# diatoms help



## Nlewis (Dec 1, 2015)

Can you give us some more information regarding your water parameters? Can I ask why you would use Phosgaurd when dosing phosphates, as this seems counter productive. Have the diatoms been there the whole time the tanks been running or did it pop up and now you can't get it to go away?


----------



## ryanperry875 (Oct 10, 2016)

Nlewis, thank you for your reply. i have just recently (about a week ago) stopped dosing everything Except nitrogen, iron, flourish, and root tabs because i did realize it was counter productive. i also have only been using phosguard for about 3-4 weeks now so not that long. As for my water parameters, i have never let the nitrates get over 25 because i do 50% water changes each week. no ammonia or nitrites in my tank although my tap water does have some ammonia in it which i treat with prime before putting in the tank.

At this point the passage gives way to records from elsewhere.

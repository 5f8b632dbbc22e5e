//! RustyDTM - lazily built XML document tables with XPath location paths
//!
//! Layers:
//! - sax / core: construction events, and a pull reader turning XML text into them
//! - dom: externally owned trees a DTM can be built from
//! - dtm: the Document Table Model (identity-indexed node columns, built on demand)
//! - xpath: axis iterators and document-order evaluation of location paths
//! - strategy: parallel work over independent documents
//!
//! ```
//! use rustydtm::xpath::{Axis, LocationPath, NodeTest, Predicate};
//! use rustydtm::{Dtm, DtmConfig, Navigator};
//!
//! let mut dtm = Dtm::parse("<a><b/><b/><b/></a>", DtmConfig::default()).unwrap();
//! let path = LocationPath::builder()
//!     .step(Axis::Child, NodeTest::name("a"))
//!     .step(Axis::Child, NodeTest::name("b"))
//!     .predicate(Predicate::Position(2))
//!     .build()
//!     .unwrap();
//! let root = dtm.document_node();
//! let nodes = path.select(&mut dtm, root).unwrap();
//! assert_eq!(nodes.len(), 1);
//! assert_eq!(dtm.node_name(nodes[0]), "b");
//! ```

pub mod config;
pub mod core;
pub mod dom;
pub mod dtm;
pub mod error;
pub mod sax;
pub mod strategy;
pub mod xpath;

pub use config::DtmConfig;
pub use dtm::{Dtm, DtmManager, Navigator, NodeHandle, NodeType};
pub use error::{DtmError, PathError};
pub use xpath::{Axis, AxisIterator, LocationPath, NodeFilter, PathEvaluation};

// ============================================================================
// Allocator Configuration
// ============================================================================

// Both features install a `#[global_allocator]`; they are off by default and
// only belong in a binary that declares no allocator of its own.

#[cfg(feature = "memory_tracking")]
mod tracking {
    use std::alloc::{GlobalAlloc, Layout};
    use std::sync::atomic::{AtomicUsize, Ordering};

    pub static ALLOCATED: AtomicUsize = AtomicUsize::new(0);
    pub static PEAK_ALLOCATED: AtomicUsize = AtomicUsize::new(0);

    pub struct TrackingAllocator;

    #[cfg(feature = "mimalloc")]
    static UNDERLYING: mimalloc::MiMalloc = mimalloc::MiMalloc;

    #[cfg(not(feature = "mimalloc"))]
    static UNDERLYING: std::alloc::System = std::alloc::System;

    fn record_peak(current: usize) {
        let mut peak = PEAK_ALLOCATED.load(Ordering::Relaxed);
        while current > peak {
            match PEAK_ALLOCATED.compare_exchange_weak(peak, current, Ordering::Relaxed, Ordering::Relaxed) {
                Ok(_) => break,
                Err(p) => peak = p,
            }
        }
    }

    unsafe impl GlobalAlloc for TrackingAllocator {
        unsafe fn alloc(&self, layout: Layout) -> *mut u8 {
            let ptr = UNDERLYING.alloc(layout);
            if !ptr.is_null() {
                record_peak(ALLOCATED.fetch_add(layout.size(), Ordering::Relaxed) + layout.size());
            }
            ptr
        }

        unsafe fn dealloc(&self, ptr: *mut u8, layout: Layout) {
            ALLOCATED.fetch_sub(layout.size(), Ordering::Relaxed);
            UNDERLYING.dealloc(ptr, layout)
        }
    }
}

#[cfg(feature = "memory_tracking")]
#[global_allocator]
static GLOBAL: tracking::TrackingAllocator = tracking::TrackingAllocator;

#[cfg(all(feature = "mimalloc", not(feature = "memory_tracking")))]
#[global_allocator]
static GLOBAL: mimalloc::MiMalloc = mimalloc::MiMalloc;

/// Heap usage as seen by the tracking allocator; all zero without the
/// `memory_tracking` feature
pub mod memory {
    #[cfg(feature = "memory_tracking")]
    use std::sync::atomic::Ordering;

    #[cfg(feature = "memory_tracking")]
    use super::tracking::{ALLOCATED, PEAK_ALLOCATED};

    /// Bytes currently allocated
    #[cfg(feature = "memory_tracking")]
    pub fn current() -> usize {
        ALLOCATED.load(Ordering::SeqCst)
    }

    /// High-water mark since start or the last [`reset`]
    #[cfg(feature = "memory_tracking")]
    pub fn peak() -> usize {
        PEAK_ALLOCATED.load(Ordering::SeqCst)
    }

    /// Restart peak tracking from the current usage; returns `(current, old_peak)`
    #[cfg(feature = "memory_tracking")]
    pub fn reset() -> (usize, usize) {
        let current = ALLOCATED.load(Ordering::SeqCst);
        let peak = PEAK_ALLOCATED.swap(current, Ordering::SeqCst);
        (current, peak)
    }

    #[cfg(not(feature = "memory_tracking"))]
    pub fn current() -> usize {
        0
    }

    #[cfg(not(feature = "memory_tracking"))]
    pub fn peak() -> usize {
        0
    }

    #[cfg(not(feature = "memory_tracking"))]
    pub fn reset() -> (usize, usize) {
        (0, 0)
    }
}

// ============================================================================
// Convenience entry points
// ============================================================================

/// Lenient, lazily built DTM over `xml`
pub fn parse(xml: impl Into<String>) -> Result<Dtm, DtmError> {
    Dtm::parse(xml, DtmConfig::default())
}

/// Every node `path` selects from the document node, in document order
pub fn select(dtm: &mut Dtm, path: &LocationPath) -> Result<Vec<NodeHandle>, PathError> {
    let root = dtm.document_node();
    path.select(dtm, root)
}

Bump: and it wasnt really a noticible issue on all of my plants and along the walls of the tank until about 3 months ago. my tank has been running for a year.


----------



## Nlewis (Dec 1, 2015)

ryanperry875 said:


> Nlewis, thank you for your reply. i have just recently (about a week ago) stopped dosing everything Except nitrogen, iron, flourish, and root tabs because i did realize it was counter productive. i also have only been using phosguard for about 3-4 weeks now so not that long. As for my water parameters, i have never let the nitrates get over 25 because i do 50% water changes each week. no ammonia or nitrites in my tank although my tap water does have some ammonia in it which i treat with prime before putting in the tank.
> 
> Bump: and it wasnt really a noticible issue on all of my plants and along the walls of the tank until about 3 months ago. my tank has been running for a year.


So what changed 3 months ago? The reason I ask this is the only time I ever get diatoms in my tanks is if it's a new set up or when I change something. From my experience it's normally sparked when I mess with lighting. 

Do you have snails, oto cats or anything in the tank that will eat it?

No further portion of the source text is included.